Du chômage aux pigeons, de la santé aux festivités, une escouade de scientifiques passe la capitale au microscope dans le cadre d’un programme de recherches initié par la ville.

Benoît Grimbert

C’est Jean-Louis Missika, adjoint au maire de Paris chargé de l’université et de la recherche, qui l’affirme : «Dessiner l’avenir d’une ville, ça ne consiste pas à planifier, mais à dire aux chercheurs de faire ce qu’ils détestent : de la prospective.» Il parle avec le sourire, mais c’est sérieux. Une douzaine de chercheurs présentent aujourd’hui leurs travaux, à l’occasion du colloque Paris 2030.
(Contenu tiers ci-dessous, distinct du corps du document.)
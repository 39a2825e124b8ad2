//! Content-hash change detection for a directory tree.
//!
//! A scan reduces a directory to a [`Snapshot`] (path → digest, mtime, size).
//! Two snapshots are compared by [`diff`], which classifies every path as
//! added, deleted, modified, unchanged or moved. Moves are recovered from
//! matching delete/add pairs by [`detect_moves`].
//!
//! ```text
//!  SnapshotStore (old) ─┐
//!                        ├─► diff ─► detect_moves ─► Report ─► SnapshotStore (new)
//!  Scanner (new) ───────┘
//! ```

pub mod diff;
pub mod error;
pub mod hasher;
pub mod ignore;
pub mod monitor;
pub mod moves;
pub mod paths;
pub mod record;
pub mod report;
pub mod scanner;
pub mod settings;
pub mod store;

pub use diff::{diff, ChangeSet};
pub use error::{ConfigError, StoreError};
pub use hasher::{ContentHasher, HashAlgorithm, StreamHasher};
pub use ignore::{IgnorePredicate, IgnoreRules};
pub use monitor::{BaselineOutcome, CycleOutcome, Monitor, MonitorOptions, Persistence};
pub use moves::{detect_moves, Move, MoveDetection, MovePolicy};
pub use record::{FileRecord, Snapshot};
pub use report::{ChangeCounts, ChangeKind, ChangeSummary, Report, ReportEntry};
pub use scanner::{ScanFailure, ScanOutcome, Scanner, ScannerConfig};
pub use settings::MonitorSettings;
pub use store::{snapshot_key, Baseline, SnapshotStore};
Lauréats du programme de recherches du même nom, ces scientifiques viennent de disciplines variées et vont tenter de dresser un portrait composite du futur de la capitale. Les sujets sont multiples. Sous les ors rococos des salons de l’hôtel de ville de Paris, on évoquera, entre autres, le pluralisme culturel de Barbès, le parcours des étudiants étrangers, le laboratoire parisien de la recherche, la vie avec Alzheimer dans vingt ans, la métropole touristique ou encore l’empreinte alimentaire des deux millions d’estomacs parisiens sur l’agriculture et la ressource en eau. Bref, on peut partir dans tous les sens quand on réfléchit sur Paris. «Cette diversité qui peut aller jusqu’à l’incohérence, je l’assume complètement», poursuit Jean-Louis Missika. D’autant plus que la prospective se glisse partout. L’adjoint du maire Bertrand Delanoë évoque ainsi une étude intitulée «Quand les citadins veulent refaire "campagne"» : «Est-on face à une simple mode ou à un véritable ancrage pour dix ans ?»

Le programme de recherches Paris 2030 existe depuis sept ans et a déjà primé 73 lauréats. Les intitulés des travaux témoignent de la bigarrure de l’ensemble. En vrac : «Mesurer la performance écologique des villes : le métabolisme parisien», «Le travail indépendant à Paris et son avenir», «Qu’est-ce qui fait quartier dans Paris», «Elaboration d’un immuno-capteur de polluants pour Paris», «Base de données sur le français parisien d’aujourd’hui», «Utilisation de l’espace par le pigeon urbain», «Les conséquences de la recomposition familiale sur l’autonomisation des adolescents»… On pourrait en citer encore bien d’autres, comme les travaux qui s’interrogent sur les enfants, le dimanche, les résidences secondaires, le tourisme ou encore la presse à Paris en 2030. Et, bien sûr, le changement climatique (1).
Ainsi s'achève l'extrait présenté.